Technically, it dynamically downscales the relatively coarse-grained information produced by global models to tease out the finer details over a smaller area. This approach – regional climate dynamic modelling – is unique in Ireland. The work is done in collaboration with the Meteorology and Climate Center at UCD, and more recently, with the Irish Center for High-End Computing (ICHEC).

At a simpler level, a visit to the CSO Database under Environment, Climate opens up fifty one years of monthly data on temperature, rainfall, sunshine, and wind speeds for 15 weather stations across the Republic. This wealth of easily-accessible data could help take your mind off the banking crisis during the wet summer months. More seriously, I thought it was worth mining these series to see if the effects of climate change can be discerned in this record of the last half century of weather. 

I selected for analysis the mean monthly air temperature at Dublin Airport over the period January 1958 through April 2009 in the belief that this is a meaningful indicator of the climate affecting the largest concentration of population in Ireland.  This simple approach raised some interesting issues.

This first Chart shows the twelve-month moving average of Dublin’s temperature over the period January 1958 to April 2009. 

Even when seasonal effects are removed, the series is very erratic. Periods of cooling have been abruptly followed by warming periods. For example, temperatures fell sharply between 1983 and 1986, but then there was a period of noticeable warming from mid-1986 to late-1989.  1986 was the second coldest calendar year in the 51-year period, but 1989 was the warmest.

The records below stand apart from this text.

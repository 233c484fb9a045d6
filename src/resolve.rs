//! Content pattern expansion.
//!
//! A content source names its files with a glob relative to the working
//! directory: `README.md`, `docs/*.md`, `src/**/*.{js,ts}`. Matching uses
//! [wax](https://docs.rs/wax) semantics (`*` stays inside one component,
//! `**` crosses directories, `{a,b}` alternates) and the tree is walked
//! with walkdir.
//!
//! Results are files only, as forward-slash paths relative to the working
//! directory, sorted so output order never depends on directory iteration
//! order. Hidden directories are not descended into.

use std::fs;
use std::path::{Path, PathBuf};
use thiserror::Error;
use walkdir::WalkDir;
use wax::{CandidatePath, Glob, Pattern};

#[derive(Error, Debug)]
pub enum ResolveError {
    #[error("invalid pattern '{pattern}': {message}")]
    Pattern { pattern: String, message: String },
}

/// An entry below the glob root that could not be read while walking,
/// such as a dangling symlink or a symlink loop.
#[derive(Debug, Clone, PartialEq, Eq)]
pub struct SkippedEntry {
    pub path: PathBuf,
    pub error: String,
}

/// Files a pattern expanded to, plus the entries the walk had to pass over.
#[derive(Debug, Default, PartialEq, Eq)]
pub struct Resolved {
    pub files: Vec<String>,
    pub skipped: Vec<SkippedEntry>,
}

const GLOB_CHARS: &[char] = &['*', '?', '[', ']', '{', '}', '<', '>', '!'];

fn has_glob_chars(s: &str) -> bool {
    s.contains(GLOB_CHARS)
}

/// Compile `glob`, reporting failures against the `pattern` it came from.
fn compile<'t>(glob: &'t str, pattern: &str) -> Result<Glob<'t>, ResolveError> {
    Glob::new(glob).map_err(|e| ResolveError::Pattern {
        pattern: pattern.to_string(),
        message: e.to_string(),
    })
}

/// Split a glob into its leading literal directories and the remainder
/// matched below them. A rooted pattern keeps `/` as its root.
fn split_pattern(pattern: &str) -> (&str, &str) {
    let mut end = 0;
    for (i, c) in pattern.char_indices() {
        if GLOB_CHARS.contains(&c) {
            break;
        }
        if c == '/' {
            end = i;
        }
    }
    if end == 0 && pattern.starts_with('/') {
        ("/", &pattern[1..])
    } else {
        (&pattern[..end], pattern[end..].trim_start_matches('/'))
    }
}

/// How deep the walk must go for `rest`, or `None` when it can cross
/// any number of directories.
fn walk_depth(rest: &str) -> Option<usize> {
    if rest.contains("**") || rest.contains(['{', '<']) {
        None
    } else {
        Some(rest.split('/').count())
    }
}

fn is_hidden(name: &std::ffi::OsStr) -> bool {
    name.to_string_lossy().starts_with('.')
}

fn join_slash(prefix: &str, rel: &str) -> String {
    match prefix {
        "" => rel.to_string(),
        "/" => format!("/{rel}"),
        _ => format!("{prefix}/{rel}"),
    }
}

/// Expand `pattern` against `cwd`, dropping files matched by any `ignore` glob.
///
/// Relative patterns yield paths relative to `cwd`; absolute patterns yield
/// absolute paths. Entries that cannot be read are passed over and listed in
/// [`Resolved::skipped`].
pub fn resolve(cwd: &Path, pattern: &str, ignore: &[String]) -> Result<Resolved, ResolveError> {
    let pattern = pattern.trim().trim_start_matches("./");
    if pattern.is_empty() {
        return Ok(Resolved::default());
    }
    let ignores = ignore
        .iter()
        .map(|i| compile(i.trim_start_matches("./"), i))
        .collect::<Result<Vec<_>, _>>()?;
    let ignored = |path: &str| {
        ignores
            .iter()
            .any(|g| g.is_match(CandidatePath::from(Path::new(path))))
    };

    if !has_glob_chars(pattern) {
        let is_file = fs::metadata(cwd.join(pattern)).is_ok_and(|m| m.is_file());
        let files = if is_file && !ignored(pattern) {
            vec![pattern.to_string()]
        } else {
            Vec::new()
        };
        return Ok(Resolved {
            files,
            skipped: Vec::new(),
        });
    }

    let (prefix, rest) = split_pattern(pattern);
    let glob = compile(rest, pattern)?;
    let root = cwd.join(prefix);
    if !root.is_dir() {
        return Ok(Resolved::default());
    }

    let mut resolved = Resolved::default();
    let mut walker = WalkDir::new(&root).follow_links(true);
    if let Some(depth) = walk_depth(rest) {
        walker = walker.max_depth(depth);
    }
    let entries = walker
        .into_iter()
        .filter_entry(|e| e.depth() == 0 || !(e.file_type().is_dir() && is_hidden(e.file_name())));
    for entry in entries {
        let entry = match entry {
            Ok(entry) => entry,
            Err(e) => {
                let path = e.path().map_or_else(|| root.clone(), Path::to_path_buf);
                let error = match e.io_error() {
                    Some(io) => io.to_string(),
                    None => "filesystem loop".to_string(),
                };
                resolved.skipped.push(SkippedEntry { path, error });
                continue;
            }
        };
        if !entry.file_type().is_file() {
            continue;
        }
        let Ok(rel) = entry.path().strip_prefix(&root) else {
            continue;
        };
        let rel = rel
            .components()
            .map(|c| c.as_os_str().to_string_lossy())
            .collect::<Vec<_>>()
            .join("/");
        if !glob.is_match(CandidatePath::from(Path::new(&rel))) {
            continue;
        }
        let path = join_slash(prefix, &rel);
        if !ignored(&path) {
            resolved.files.push(path);
        }
    }
    resolved.files.sort();
    Ok(resolved)
}

#[cfg(test)]
mod tests {
    use super::*;
    use tempfile::TempDir;

    fn tree(files: &[&str]) -> TempDir {
        let tmp = TempDir::new().unwrap();
        for file in files {
            let path = tmp.path().join(file);
            fs::create_dir_all(path.parent().unwrap()).unwrap();
            fs::write(path, file).unwrap();
        }
        tmp
    }

    fn files(tmp: &TempDir, pattern: &str, ignore: &[String]) -> Vec<String> {
        resolve(tmp.path(), pattern, ignore).unwrap().files
    }

    #[test]
    fn split_stops_at_glob() {
        assert_eq!(split_pattern("docs/api/*.md"), ("docs/api", "*.md"));
        assert_eq!(split_pattern("*.md"), ("", "*.md"));
        assert_eq!(split_pattern("src/**/*.rs"), ("src", "**/*.rs"));
        assert_eq!(split_pattern("a/{b,c}/d.md"), ("a", "{b,c}/d.md"));
        assert_eq!(split_pattern("/*.md"), ("/", "*.md"));
        assert_eq!(split_pattern("/srv/docs/*.md"), ("/srv/docs", "*.md"));
    }

    #[test]
    fn depth_limited_without_recursion() {
        assert_eq!(walk_depth("*.md"), Some(1));
        assert_eq!(walk_depth("*/index.md"), Some(2));
        assert_eq!(walk_depth("**/*.md"), None);
        assert_eq!(walk_depth("{a,b/c}.md"), None);
    }

    #[test]
    fn literal_path_matches_existing_file() {
        let tmp = tree(&["README.md"]);
        assert_eq!(files(&tmp, "README.md", &[]), ["README.md"]);
        assert_eq!(files(&tmp, "./README.md", &[]), ["README.md"]);
    }

    #[test]
    fn missing_literal_path_is_empty() {
        let tmp = tree(&[]);
        assert!(files(&tmp, "nope.md", &[]).is_empty());
    }

    #[test]
    fn star_stays_in_one_directory() {
        let tmp = tree(&["docs/a.md", "docs/b.md", "docs/deep/c.md", "docs/x.txt"]);
        assert_eq!(files(&tmp, "docs/*.md", &[]), ["docs/a.md", "docs/b.md"]);
    }

    #[test]
    fn double_star_recurses_sorted() {
        let tmp = tree(&["src/z.rs", "src/a/b.rs", "src/a.rs"]);
        assert_eq!(
            files(&tmp, "src/**/*.rs", &[]),
            ["src/a.rs", "src/a/b.rs", "src/z.rs"]
        );
    }

    #[test]
    fn brace_sets() {
        let tmp = tree(&["a.js", "b.ts", "c.css"]);
        assert_eq!(files(&tmp, "*.{js,ts}", &[]), ["a.js", "b.ts"]);
    }

    #[test]
    fn ignore_patterns_exclude() {
        let tmp = tree(&["src/a.js", "src/a.min.js", "src/vendor/v.js"]);
        let ignore = vec!["**/*.min.js".to_string(), "src/vendor/**".to_string()];
        assert_eq!(files(&tmp, "src/**/*.js", &ignore), ["src/a.js"]);
    }

    #[test]
    fn ignore_applies_to_literal_paths() {
        let tmp = tree(&["README.md"]);
        let ignore = vec!["*.md".to_string()];
        assert!(files(&tmp, "README.md", &ignore).is_empty());
    }

    #[test]
    fn no_match_is_empty() {
        let tmp = tree(&["a.md"]);
        assert!(files(&tmp, "*.rs", &[]).is_empty());
        assert!(files(&tmp, "missing/*.md", &[]).is_empty());
    }

    #[test]
    fn hidden_directories_skipped() {
        let tmp = tree(&[".git/x.md", "a.md"]);
        assert_eq!(files(&tmp, "**/*.md", &[]), ["a.md"]);
    }

    #[test]
    fn invalid_pattern_is_error() {
        let tmp = tree(&[]);
        assert!(matches!(
            resolve(tmp.path(), "src/**.{rs", &[]),
            Err(ResolveError::Pattern { pattern, .. }) if pattern == "src/**.{rs"
        ));
    }

    #[test]
    fn absolute_glob_returns_absolute_paths() {
        let tmp = tree(&["docs/a.md", "docs/b.txt"]);
        let root = tmp.path().to_string_lossy().replace('\\', "/");
        let expected = format!("{root}/docs/a.md");
        assert_eq!(files(&tmp, &format!("{root}/docs/*.md"), &[]), [expected.clone()]);
        assert_eq!(files(&tmp, &expected, &[]), [expected]);
    }

    #[cfg(unix)]
    #[test]
    fn dangling_symlink_is_skipped() {
        let tmp = tree(&["docs/a.md"]);
        let link = tmp.path().join("docs/old-link");
        std::os::unix::fs::symlink(tmp.path().join("docs/gone.md"), &link).unwrap();

        let resolved = resolve(tmp.path(), "docs/*.md", &[]).unwrap();
        assert_eq!(resolved.files, ["docs/a.md"]);
        assert_eq!(resolved.skipped.len(), 1);
        assert_eq!(resolved.skipped[0].path, link);
    }

    #[cfg(unix)]
    #[test]
    fn symlink_loop_is_skipped() {
        let tmp = tree(&["docs/a.md", "docs/deep/b.md"]);
        std::os::unix::fs::symlink(tmp.path().join("docs"), tmp.path().join("docs/deep/up")).unwrap();

        let resolved = resolve(tmp.path(), "docs/**/*.md", &[]).unwrap();
        assert_eq!(resolved.files, ["docs/a.md", "docs/deep/b.md"]);
        assert_eq!(resolved.skipped.len(), 1);
        assert_eq!(resolved.skipped[0].error, "filesystem loop");
    }

    #[cfg(unix)]
    #[test]
    fn entries_below_pattern_depth_are_not_walked() {
        let tmp = tree(&["docs/a.md"]);
        fs::create_dir_all(tmp.path().join("docs/deep")).unwrap();
        std::os::unix::fs::symlink("/no/such/target", tmp.path().join("docs/deep/x.md")).unwrap();

        let resolved = resolve(tmp.path(), "docs/*.md", &[]).unwrap();
        assert_eq!(resolved.files, ["docs/a.md"]);
        assert!(resolved.skipped.is_empty());
    }
}
//! Shared types handed from parsers to the page assembler and on to the
//! page template.
//!
//! Everything here is `Serialize`: the fully assembled [`RenderContext`] is
//! turned into a template context as-is, so field names are the names
//! templates see.

use serde::Serialize;
use serde_json::{Map, Value};

/// One sidebar entry.
///
/// Used for multi-page navigation, block navigation and the menus a parser
/// reports for headings it found.
#[derive(Debug, Clone, Default, PartialEq, Serialize)]
pub struct NavEntry {
    pub name: String,
    /// Name of the nearest preceding non-`sub` entry (multi pages only).
    #[serde(skip_serializing_if = "Option::is_none")]
    pub p_name: Option<String>,
    /// Nested under the previous top-level entry.
    pub sub: bool,
    /// Sub-page without content: listed in navigation, never written.
    #[serde(skip_serializing_if = "std::ops::Not::not")]
    pub blank: bool,
    #[serde(skip_serializing_if = "Option::is_none")]
    pub url: Option<String>,
    /// Ordering hint copied verbatim from a block's `index`.
    #[serde(skip_serializing_if = "Option::is_none")]
    pub index: Option<Value>,
    /// In-page anchor (`#name`).
    #[serde(skip_serializing_if = "Option::is_none")]
    pub tag: Option<String>,
}

impl NavEntry {
    /// A menu entry reported by a parser, anchored at the sanitized name.
    pub fn menu(name: &str, sub: bool) -> Self {
        Self {
            name: name.to_string(),
            sub,
            tag: Some(crate::naming::fragment(name)),
            ..Self::default()
        }
    }
}

/// Output of one content parser over one content source.
///
/// The default value is the empty result substituted whenever a source
/// cannot be parsed (no parser, no files).
#[derive(Debug, Clone, Default, PartialEq, Serialize)]
pub struct ParserResult {
    #[serde(rename = "type", skip_serializing_if = "Option::is_none")]
    pub kind: Option<String>,
    /// Rendered HTML body.
    #[serde(skip_serializing_if = "Option::is_none")]
    pub content: Option<String>,
    /// Extra navigation entries found inside the content.
    #[serde(skip_serializing_if = "Option::is_none")]
    pub menus: Option<Vec<NavEntry>>,
    /// Parser-specific data, exposed to templates next to `content`.
    #[serde(flatten)]
    pub data: Map<String, Value>,
}

impl ParserResult {
    pub fn is_empty(&self) -> bool {
        self == &Self::default()
    }

    /// Menus the parser marked as top-level.
    pub fn top_level_menus(&self) -> impl Iterator<Item = &NavEntry> {
        self.menus.iter().flatten().filter(|m| !m.sub)
    }
}

/// One fragment of a block-composed page.
#[derive(Debug, Clone, Default, PartialEq, Serialize)]
pub struct Block {
    #[serde(flatten)]
    pub result: ParserResult,
    #[serde(skip_serializing_if = "Option::is_none")]
    pub name: Option<String>,
    #[serde(skip_serializing_if = "Option::is_none")]
    pub index: Option<Value>,
    pub tag: String,
    pub sub: bool,
}

/// The page body handed to the template as `article`.
///
/// Navigation fields serialize as `null` when unset so templates can test
/// them without tripping over undefined variables.
#[derive(Debug, Clone, Default, PartialEq, Serialize)]
pub struct Article {
    #[serde(flatten)]
    pub result: ParserResult,
    pub sidebars: Option<Vec<NavEntry>>,
    pub name: Option<String>,
    pub parent_name: Option<String>,
    pub blocks: Option<Vec<Block>>,
}

impl Article {
    pub fn from_result(result: ParserResult) -> Self {
        Self {
            result,
            ..Self::default()
        }
    }
}

/// Top-level page tab, one per configured page.
#[derive(Debug, Clone, PartialEq, Serialize)]
pub struct Tab {
    pub name: String,
    pub url: Option<String>,
    pub title: Option<String>,
    pub active: bool,
}

/// Navbar link from the `common.navbars` table.
#[derive(Debug, Clone, PartialEq, Serialize)]
pub struct NavbarLink {
    pub name: String,
    pub url: Option<String>,
    pub target: String,
    pub active: bool,
}

/// Everything the page template sees for one output file.
#[derive(Debug, Clone, Default, PartialEq, Serialize)]
pub struct RenderContext {
    pub name: String,
    pub title: String,
    pub footer: Option<String>,
    pub home: Option<String>,
    pub home_url: Option<String>,
    pub theme_js: Vec<String>,
    pub theme_css: Vec<String>,
    pub navbars: Vec<NavbarLink>,
    pub tabs: Vec<Tab>,
    pub banner: Option<Value>,
    pub intro: Option<String>,
    pub pagename: String,
    pub article: Article,
    pub foldcode: bool,
    pub foldparam: bool,
    pub foldsidenav: bool,
    pub staticsidenav: bool,
    pub has_page_name: bool,
    pub insert_css: Option<Value>,
    pub insert_js: Option<Value>,
}

/// Context of a standalone source-listing page.
#[derive(Debug, Clone, PartialEq, Serialize)]
pub struct SourceView {
    pub title: String,
    pub footer: Option<String>,
    /// Relative path from the listing back to `<dest>/source`.
    pub source_dir: String,
    /// Highlight language hint of the parser that owns the file.
    pub lang: String,
    pub content: String,
    pub highlighted: String,
}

It is especially striking that the series is very erratic and trendless over the last twenty years. The average temperature (9.4⁰ C) for the most recent twelve-month period, May 2008 to April 2009, was below the mean (9.8⁰ C) for the whole fifty-one year period and almost the same as that for the year 1958 (9.5⁰ C).  

The observations centered on 1963 reflect the exceptional winter of 1962-63.  According to one account

The winter of 1962/1963 was savage, the coldest for more than 200 years outstripping even ‘white 1947’ for bitter temperatures . . . It began freezing on Christmas Day in 1962 and barely relented until March. By early January 1963 much of Britain and the eastern part of Ireland were blanketed in snow.

This exceptionally cold period is still included in the baseline (19861-1990) for average temperatures used on the Met Éireann site. 

However, selective illustrations do not prove anything. The Chart shows the trend line through seasonally-adjusted data. The trend is positive and significant, but not impressively so. Moreover, it is not stable, as is shown in the following Chart for the 25-year period 1983-2008.  Over this period the positive trend is not significant.

To test the stability of the trend more formally, I fitted a linear trend and monthly dummies to the temperature data for the whole period and two sub-periods.  The following results were obtained:




((upper – lower bound))

Extrapolated change in average temperature over a century

o C

Full sample: 1958-2008



((.0004  – .0014)) 

0.48 – 1.68

First half: 1958-1982



((-.0005  – .0023)) 

-0.6 – 2.76

Second half: 1983-2008



((-.0009  – .0017)) 

-1.08 – 2.04


These results illustrate uncertainties about global warming in the Dublin area.  While all the estimated trends are positive, they are at best weakly significant and provide a wide range of estimates of the pace of warming.  The most recent data provide the least support for the warming hypothesis.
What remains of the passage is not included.